#[async_trait]
impl RemoteDataService for RestClient {
    async fn get_workspaces(&self) -> RemoteResult<Vec<Workspace>> {
        self.rpc("get_workspaces_for_user", &json!({})).await
    }

    async fn create_workspace(
        &self,
        name: &str,
        workspace_type: WorkspaceType,
    ) -> RemoteResult<WorkspaceId> {
        self.rpc(
            "create_workspace",
            &json!({ "p_name": name, "p_type": workspace_type.as_db_str() }),
        )
        .await
    }

    async fn delete_workspace(&self, workspace_id: WorkspaceId) -> RemoteResult<()> {
        self.rpc_unit("delete_workspace", &json!({ "p_workspace_id": workspace_id }))
            .await
    }

    async fn get_workspace_members(&self, workspace_id: WorkspaceId) -> RemoteResult<Vec<Member>> {
        let rows: Vec<MemberRow> = self
            .select(
                "workspace_members",
                &[
                    ("select", "user_id,role,users(full_name,id)".to_string()),
                    workspace_filter(workspace_id),
                ],
            )
            .await?;
        Ok(rows.into_iter().map(MemberRow::into_member).collect())
    }

    async fn add_member(
        &self,
        workspace_id: WorkspaceId,
        email: &str,
        role: MemberRole,
    ) -> RemoteResult<()> {
        self.rpc_unit(
            "add_workspace_member",
            &json!({
                "p_workspace_id": workspace_id,
                "p_user_email": email,
                "p_role": role.as_db_str(),
            }),
        )
        .await
    }

    async fn update_member_role(
        &self,
        workspace_id: WorkspaceId,
        user_id: UserId,
        role: MemberRole,
    ) -> RemoteResult<()> {
        self.rpc_unit(
            "update_workspace_member_role",
            &json!({
                "p_workspace_id": workspace_id,
                "p_user_id": user_id,
                "p_new_role": role.as_db_str(),
            }),
        )
        .await
    }

    async fn remove_member(&self, workspace_id: WorkspaceId, user_id: UserId) -> RemoteResult<()> {
        self.rpc_unit(
            "delete_workspace_member",
            &json!({ "p_workspace_id": workspace_id, "p_user_id": user_id }),
        )
        .await
    }

    async fn get_accounts(&self, workspace_id: WorkspaceId) -> RemoteResult<Vec<Account>> {
        self.rpc(
            "get_accounts_for_workspace",
            &json!({ "p_workspace_id": workspace_id }),
        )
        .await
    }

    async fn get_goals(&self, workspace_id: WorkspaceId) -> RemoteResult<Vec<Goal>> {
        self.select(
            "goals",
            &[
                ("select", "*,goal_payments(*)".to_string()),
                workspace_filter(workspace_id),
                ("order", "created_at.desc".to_string()),
            ],
        )
        .await
    }

    async fn get_expenses(&self, workspace_id: WorkspaceId) -> RemoteResult<Vec<Expense>> {
        self.select(
            "expenses",
            &[
                ("select", EXPENSE_SELECT.to_string()),
                workspace_filter(workspace_id),
                ("order", EXPENSE_ORDER.to_string()),
            ],
        )
        .await
    }

    async fn get_expenses_between(
        &self,
        workspace_id: WorkspaceId,
        from: NaiveDate,
        until: NaiveDate,
    ) -> RemoteResult<Vec<Expense>> {
        self.select(
            "expenses",
            &[
                ("select", EXPENSE_SELECT.to_string()),
                workspace_filter(workspace_id),
                ("date", format!("gte.{from}")),
                ("date", format!("lt.{until}")),
                ("order", EXPENSE_ORDER.to_string()),
            ],
        )
        .await
    }

    async fn get_top_ups(&self, workspace_id: WorkspaceId) -> RemoteResult<Vec<TopUp>> {
        self.select(
            "topups",
            &[("select", "*".to_string()), workspace_filter(workspace_id)],
        )
        .await
    }

    async fn get_recurring_incomes(
        &self,
        workspace_id: WorkspaceId,
    ) -> RemoteResult<Vec<RecurringIncome>> {
        self.select(
            "recurring_incomes",
            &[
                ("select", "*".to_string()),
                workspace_filter(workspace_id),
                ("order", "created_at".to_string()),
            ],
        )
        .await
    }

    async fn get_emis(&self, workspace_id: WorkspaceId) -> RemoteResult<Vec<Emi>> {
        self.select(
            "emis",
            &[
                ("select", "*,emi_payments(*)".to_string()),
                workspace_filter(workspace_id),
                ("order", "due_date_of_month".to_string()),
            ],
        )
        .await
    }

    async fn get_category_budgets(
        &self,
        workspace_id: WorkspaceId,
        period: BudgetPeriod,
    ) -> RemoteResult<Vec<CategoryBudget>> {
        self.select(
            "category_budgets",
            &[
                ("select", "*".to_string()),
                workspace_filter(workspace_id),
                ("year", format!("eq.{}", period.year)),
                ("month", format!("eq.{}", period.month)),
            ],
        )
        .await
    }

    async fn get_predicted_budgets(
        &self,
        workspace_id: WorkspaceId,
    ) -> RemoteResult<Vec<PredictedBudget>> {
        self.rpc(
            "get_predicted_spending",
            &json!({ "p_workspace_id": workspace_id }),
        )
        .await
    }

    async fn get_net_worth_history(
        &self,
        workspace_id: WorkspaceId,
        range: NetWorthRange,
    ) -> RemoteResult<Vec<NetWorthPoint>> {
        self.rpc("get_net_worth_history", &net_worth_params(workspace_id, &range))
            .await
    }

    async fn add_expense(
        &self,
        workspace_id: WorkspaceId,
        expense: &NewExpense,
    ) -> RemoteResult<()> {
        self.rpc_unit(
            "add_expense",
            &add_expense_params(self.user_id, workspace_id, expense),
        )
        .await
    }

    async fn update_expense(&self, expense_id: EntityId, expense: &NewExpense) -> RemoteResult<()> {
        self.rpc_unit(
            "update_expense",
            &update_expense_params(self.user_id, expense_id, expense),
        )
        .await
    }

    async fn delete_expense(&self, expense_id: EntityId) -> RemoteResult<()> {
        self.rpc_unit(
            "delete_expense",
            &json!({ "p_expense_id": expense_id, "p_user_id": self.user_id }),
        )
        .await
    }

    async fn add_top_up(&self, workspace_id: WorkspaceId, top_up: &NewTopUp) -> RemoteResult<()> {
        self.rpc_unit(
            "add_topup",
            &json!({
                "p_account_id": top_up.account_id,
                "p_amount": top_up.amount,
                "p_name": top_up.name,
                "p_description": top_up.description,
                "p_topup_time": top_up.topup_time,
                "p_user_id": self.user_id,
                "p_workspace_id": workspace_id,
            }),
        )
        .await
    }

    async fn update_top_up(&self, top_up_id: EntityId, top_up: &NewTopUp) -> RemoteResult<()> {
        self.update("topups", top_up_id, &to_row("topups", top_up)?)
            .await
    }

    async fn delete_top_up(&self, top_up_id: EntityId) -> RemoteResult<()> {
        self.rpc_unit("delete_topup", &json!({ "p_topup_id": top_up_id }))
            .await
    }

    async fn add_recurring_income(
        &self,
        workspace_id: WorkspaceId,
        income: &NewRecurringIncome,
    ) -> RemoteResult<()> {
        let row = owned_row("recurring_incomes", income, self.user_id, workspace_id)?;
        self.insert("recurring_incomes", &row).await
    }

    async fn update_recurring_income(
        &self,
        income_id: EntityId,
        income: &NewRecurringIncome,
    ) -> RemoteResult<()> {
        self.update("recurring_incomes", income_id, &to_row("recurring_incomes", income)?)
            .await
    }

    async fn delete_recurring_income(&self, income_id: EntityId) -> RemoteResult<()> {
        self.delete("recurring_incomes", income_id).await
    }

    async fn add_account(
        &self,
        workspace_id: WorkspaceId,
        account: &NewAccount,
    ) -> RemoteResult<()> {
        let row = owned_row("accounts", account, self.user_id, workspace_id)?;
        self.insert("accounts", &row).await
    }

    async fn delete_account(&self, account_id: EntityId) -> RemoteResult<()> {
        self.rpc_unit("delete_account", &json!({ "p_account_id": account_id }))
            .await
    }

    async fn share_account_with_workspaces(
        &self,
        account_id: EntityId,
        workspace_ids: &[WorkspaceId],
    ) -> RemoteResult<()> {
        self.rpc_unit(
            "share_account_with_workspaces",
            &json!({ "p_account_id": account_id, "p_workspace_ids": workspace_ids }),
        )
        .await
    }

    async fn add_goal(&self, workspace_id: WorkspaceId, goal: &NewGoal) -> RemoteResult<()> {
        let row = owned_row("goals", goal, self.user_id, workspace_id)?;
        self.insert("goals", &row).await
    }

    async fn update_goal(&self, goal_id: EntityId, goal: &NewGoal) -> RemoteResult<()> {
        self.rpc_unit(
            "update_goal",
            &json!({
                "p_goal_id": goal_id,
                "p_title": goal.title,
                "p_description": goal.description,
                "p_target_amount": goal.target_amount,
                "p_current_amount": goal.current_amount,
                "p_target_date": goal.target_date,
                "p_status": goal.status.as_db_str(),
                "p_icon_name": goal.icon_name,
            }),
        )
        .await
    }

    async fn delete_goal(&self, goal_id: EntityId) -> RemoteResult<()> {
        self.rpc_unit("delete_goal", &json!({ "p_goal_id": goal_id }))
            .await
    }

    async fn add_goal_payment(
        &self,
        goal_id: EntityId,
        goal_title: &str,
        payment: &PaymentInput,
    ) -> RemoteResult<()> {
        let mut params = add_payment_params(self.user_id, payment, &format!("Goal: {goal_title}"));
        params["p_goal_id"] = json!(goal_id);
        self.rpc_unit("add_goal_payment", &params).await
    }

    async fn update_goal_payment(
        &self,
        payment_id: EntityId,
        payment: &PaymentInput,
    ) -> RemoteResult<()> {
        self.rpc_unit("update_goal_payment", &update_payment_params(payment_id, payment))
            .await
    }

    async fn delete_goal_payment(&self, payment_id: EntityId) -> RemoteResult<()> {
        self.rpc_unit("delete_goal_payment", &json!({ "p_payment_id": payment_id }))
            .await
    }

    async fn add_emi(&self, workspace_id: WorkspaceId, emi: &NewEmi) -> RemoteResult<()> {
        let row = owned_row("emis", emi, self.user_id, workspace_id)?;
        self.insert("emis", &row).await
    }

    async fn delete_emi(&self, emi_id: EntityId) -> RemoteResult<()> {
        self.rpc_unit("delete_emi", &json!({ "p_emi_id": emi_id }))
            .await
    }

    async fn add_emi_payment(
        &self,
        emi_id: EntityId,
        emi_name: &str,
        payment: &PaymentInput,
    ) -> RemoteResult<()> {
        let mut params = add_payment_params(self.user_id, payment, &format!("EMI: {emi_name}"));
        params["p_emi_id"] = json!(emi_id);
        self.rpc_unit("add_emi_payment", &params).await
    }

    async fn update_emi_payment(
        &self,
        payment_id: EntityId,
        payment: &PaymentInput,
    ) -> RemoteResult<()> {
        self.rpc_unit("update_emi_payment", &update_payment_params(payment_id, payment))
            .await
    }

    async fn delete_emi_payment(&self, payment_id: EntityId) -> RemoteResult<()> {
        self.rpc_unit("delete_emi_payment", &json!({ "p_payment_id": payment_id }))
            .await
    }

    async fn upsert_budgets(
        &self,
        workspace_id: WorkspaceId,
        period: BudgetPeriod,
        budgets: &[BudgetInput],
    ) -> RemoteResult<()> {
        self.rpc_unit(
            "upsert_category_budgets",
            &budget_params(self.user_id, workspace_id, period, budgets),
        )
        .await
    }
}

_TASK DETAILS_
Search the material for lines holding the word "format", then say how many there are and nothing more.

_ANSWER FOR THIS EXERCISE_
6